Records obtained by the Center — relating to the use by the Federal Bureau of Investigation (FBI) and U.S. Immigration & Customs Enforcement (ICE) of driver’s license photos in facial recognition searches — were provided to the Washington Post. The July 7 story by Drew Harwell, “FBI, ICE find state driver’s license photos are a gold mine for facial recognition searches,” reported that “agents are scanning millions of Americans’ faces without their knowledge or consent.” Another story by Catie Edmondson, “ICE Used Facial Recognition to Mine State Driver’s License Databases,” appeared in the New York Times the same day.

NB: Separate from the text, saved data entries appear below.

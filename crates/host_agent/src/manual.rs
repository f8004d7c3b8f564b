//! Installs manually uploaded game clients.
//!
//! The artifact is fetched from the control plane, written into the install
//! directory and verified against its declared SHA-256. A mismatch triggers
//! exactly one full re-download; a second mismatch is permanent.

use crate::error::ManualInstallError;
use crate::session::ArtifactSource;
use sha2::{Digest, Sha256};
use std::path::{Path, PathBuf};
use tracing::{info, instrument, warn};
use weaver_types::wire::{ArtifactFormat, ManualDownload};
use weaver_types::GameId;

const ATTEMPTS: usize = 2;

#[instrument(skip(source))]
pub async fn install(
    source: &dyn ArtifactSource,
    game_id: GameId,
    install_dir: &Path,
) -> Result<PathBuf, ManualInstallError> {
    tokio::fs::create_dir_all(install_dir)
        .await
        .map_err(|e| ManualInstallError::Io(install_dir.to_path_buf(), e))?;

    let mut attempt = 1;
    loop {
        let download = source.fetch_client(game_id).await?;
        let target = target_path(install_dir, &download.file_name)?;

        match write_and_verify(&download, &target).await {
            Ok(()) => {
                if download.format == ArtifactFormat::Zip {
                    extract_and_remove(&target, install_dir).await?;
                }
                info!("📦 Client for game {} installed into {}", game_id, install_dir.display());
                return Ok(target);
            }
            Err(ManualInstallError::HashMismatch { expected, actual }) if attempt < ATTEMPTS => {
                warn!(
                    "Hash mismatch on {} (expected {}, got {}), downloading again",
                    download.file_name, expected, actual
                );
                attempt += 1;
            }
            Err(e) => return Err(e),
        }
    }
}

fn target_path(install_dir: &Path, file_name: &str) -> Result<PathBuf, ManualInstallError> {
    let name = Path::new(file_name);
    match name.file_name() {
        Some(plain) if plain == name.as_os_str() => Ok(install_dir.join(plain)),
        _ => Err(ManualInstallError::InvalidFileName(file_name.to_string())),
    }
}

async fn write_and_verify(download: &ManualDownload, target: &Path) -> Result<(), ManualInstallError> {
    let io_err = |e| ManualInstallError::Io(target.to_path_buf(), e);
    tokio::fs::write(target, &download.content).await.map_err(io_err)?;

    let written = tokio::fs::read(target).await.map_err(io_err)?;
    let actual = hex::encode(Sha256::digest(&written));
    if actual.eq_ignore_ascii_case(download.sha256.trim()) {
        Ok(())
    } else {
        Err(ManualInstallError::HashMismatch {
            expected: download.sha256.clone(),
            actual,
        })
    }
}

async fn extract_and_remove(archive: &Path, into: &Path) -> Result<(), ManualInstallError> {
    let archive_path = archive.to_path_buf();
    let target = into.to_path_buf();
    tokio::task::spawn_blocking(move || {
        let file = std::fs::File::open(&archive_path)
            .map_err(|e| ManualInstallError::Io(archive_path.clone(), e))?;
        zip::ZipArchive::new(file)
            .and_then(|mut zip| zip.extract(&target))
            .map_err(|e| ManualInstallError::Extract(archive_path.clone(), e))
    })
    .await
    .map_err(|e| {
        ManualInstallError::Io(
            archive.to_path_buf(),
            std::io::Error::new(std::io::ErrorKind::Other, e),
        )
    })??;

    tokio::fs::remove_file(archive)
        .await
        .map_err(|e| ManualInstallError::Io(archive.to_path_buf(), e))
}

The news is spreading to other outlets, including National Public Radio.
Visiting Professor Alvaro Bedoya, the Center’s founding director, and Professor Laura Moy, the current executive director, credited Senior Associate Clare Garvie (L’15) and Associate Harrison Rudolph (L’16), who have been working on issues surrounding facial recognition for years. Bedoya also credited Katie Evans, the Center’s director of Communications & Operations.
“We have uncovered new documents showing that Immigration and Customs Enforcement (ICE) has requested face recognition searches of driver’s license databases in three states: Utah, Vermont, and Washington,” Rudolph wrote on a July 8 blog post. He notes that 1) other states and the District of Columbia, which also allow undocumented residents to obtain driver’s licenses, may also be affected; 2) that none of the impacted states notify applicants that ICE may be requesting photos for facial recognition purposes; 3) that all drivers in a state are affected; and 4) that the searches are conducted in the absence of clear state laws or occasionally, in spite of state laws. “If you live in Utah, Washington, or Vermont, and are wondering how these searches may affect you,” he writes, “the key question is not ‘Am I an undocumented immigrant?’ but rather ‘Does an opaque and likely biased algorithm think I look like an undocumented immigrant?’”

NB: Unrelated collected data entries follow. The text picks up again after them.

//! Profile resolution and the mutations an operator performs on a server's
//! effective configuration.
//!
//! Edits always land on the server's own profile. Editing an item that is
//! only inherited first materializes its resource there.

use crate::error::ProfileError;
use crate::repository::CatalogRepository;
use std::sync::Arc;
use tracing::{debug, info, instrument};
use weaver_types::{
    resolve_layers, ConfigurationItem, GameProfile, GameServer, ItemId, ItemIdentity, ProfileId,
    ProfileLayer, ResolvedResource, ResourceId, ServerId,
};

pub struct ProfileService {
    catalog: Arc<dyn CatalogRepository>,
}

impl ProfileService {
    pub fn new(catalog: Arc<dyn CatalogRepository>) -> Self {
        Self { catalog }
    }

    async fn server(&self, server_id: ServerId) -> Result<GameServer, ProfileError> {
        self.catalog
            .get_server(server_id)
            .await?
            .filter(|s| !s.deleted)
            .ok_or(ProfileError::ServerNotFound(server_id))
    }

    async fn profile(&self, profile_id: ProfileId) -> Result<GameProfile, ProfileError> {
        self.catalog
            .get_profile(profile_id)
            .await?
            .ok_or(ProfileError::ProfileNotFound(profile_id))
    }

    /// The server's profile chain, lowest layer first
    async fn layers(
        &self,
        server: &GameServer,
    ) -> Result<Vec<(ProfileLayer, GameProfile)>, ProfileError> {
        let game = self
            .catalog
            .get_game(server.game_id)
            .await?
            .ok_or(ProfileError::GameNotFound(server.game_id))?;

        let mut layers = vec![(
            ProfileLayer::Default,
            self.profile(game.default_profile_id).await?,
        )];
        if let Some(parent_id) = server.parent_game_profile_id {
            layers.push((ProfileLayer::Parent, self.profile(parent_id).await?));
        }
        layers.push((ProfileLayer::Own, self.profile(server.game_profile_id).await?));
        Ok(layers)
    }

    /// Effective resources of a server: default, then parent, then own
    #[instrument(skip(self))]
    pub async fn resolve_server(
        &self,
        server_id: ServerId,
    ) -> Result<Vec<ResolvedResource>, ProfileError> {
        let server = self.server(server_id).await?;
        let layers = self.layers(&server).await?;
        let borrowed: Vec<(ProfileLayer, &GameProfile)> =
            layers.iter().map(|(layer, profile)| (*layer, profile)).collect();
        Ok(resolve_layers(&borrowed))
    }

    /// Ensures the named resource exists on the server's own profile,
    /// copying its metadata from the nearest ancestor when needed
    #[instrument(skip(self))]
    pub async fn materialize_resource(
        &self,
        server_id: ServerId,
        resource_name: &str,
    ) -> Result<ResourceId, ProfileError> {
        let server = self.server(server_id).await?;
        let mut own = self.profile(server.game_profile_id).await?;
        if let Some(existing) = own.resource(resource_name) {
            return Ok(existing.id);
        }

        let resolved = self.resolve_server(server_id).await?;
        let inherited = resolved
            .iter()
            .find(|r| r.resource.name == resource_name)
            .ok_or_else(|| ProfileError::ResourceNotFound(resource_name.to_string()))?;

        let copy = inherited.resource.materialized_copy();
        let id = copy.id;
        own.resources.push(copy);
        self.catalog.upsert_profile(own).await?;

        info!(
            "Materialized resource '{}' onto profile of server {}",
            resource_name, server_id
        );
        Ok(id)
    }

    /// Adds or overrides an item on the server's own profile. An item with
    /// `ignore` set suppresses the inherited value with the same identity.
    #[instrument(skip(self, item), fields(key = %item.key))]
    pub async fn upsert_item(
        &self,
        server_id: ServerId,
        resource_name: &str,
        item: ConfigurationItem,
    ) -> Result<ItemId, ProfileError> {
        self.materialize_resource(server_id, resource_name).await?;

        let server = self.server(server_id).await?;
        let mut own = self.profile(server.game_profile_id).await?;
        let resource = own
            .resource_mut(resource_name)
            .ok_or_else(|| ProfileError::ResourceNotFound(resource_name.to_string()))?;

        let identity = ItemIdentity::from(&item);
        let id = match resource
            .items
            .iter_mut()
            .find(|existing| ItemIdentity::from(&**existing) == identity)
        {
            Some(existing) => {
                let id = existing.id;
                *existing = ConfigurationItem { id, ..item };
                id
            }
            None => {
                let id = item.id;
                resource.items.push(item);
                id
            }
        };

        self.catalog.upsert_profile(own).await?;
        debug!("Stored item {} on server {}", id, server_id);
        Ok(id)
    }

    /// Suppresses an inherited item without touching the ancestor profile
    pub async fn ignore_item(
        &self,
        server_id: ServerId,
        resource_name: &str,
        identity: ItemIdentity,
    ) -> Result<ItemId, ProfileError> {
        let item = ConfigurationItem::new(identity.key, "")
            .with_category(identity.category)
            .with_path(identity.path)
            .ignored();
        self.upsert_item(server_id, resource_name, item).await
    }

    /// Drops the own-layer override so the inherited value applies again.
    ///
    /// Returns whether an override existed.
    pub async fn remove_override(
        &self,
        server_id: ServerId,
        resource_name: &str,
        identity: &ItemIdentity,
    ) -> Result<bool, ProfileError> {
        let server = self.server(server_id).await?;
        let mut own = self.profile(server.game_profile_id).await?;
        let Some(resource) = own.resource_mut(resource_name) else {
            return Ok(false);
        };

        let before = resource.items.len();
        resource
            .items
            .retain(|existing| ItemIdentity::from(existing) != *identity);
        let removed = resource.items.len() != before;
        if removed {
            self.catalog.upsert_profile(own).await?;
        }
        Ok(removed)
    }
}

Garvie wrote that on one day in July 2016, Utah’s Department of Public Safety ran 22 searches of its face recognition database for the FBI and another 15 for ICE.
“We don’t know who these agencies were looking for, but we do have an idea about who they could find,” she wrote, adding that Utah’s face recognition database includes mugshots, driver’s licenses, ID cards — and the driver privilege cards legally provided to undocumented immigrants residing in the state. “We know this was not an isolated occurrence; nor is it unique to Utah. FOIA documents that our Center has received show that Utah, Washington and Vermont have all complied with ICE requests to search their face recognition databases which included the information of undocumented immigrants.”
While the practice has since ended in Vermont and Washington, it may represent a broader trend across the country, she notes. “There are myriad reasons for states to extend the right to legally drive to undocumented immigrants. But this information must remain private; to turn around and allow ICE to use this information is an unacceptable betrayal of trust.”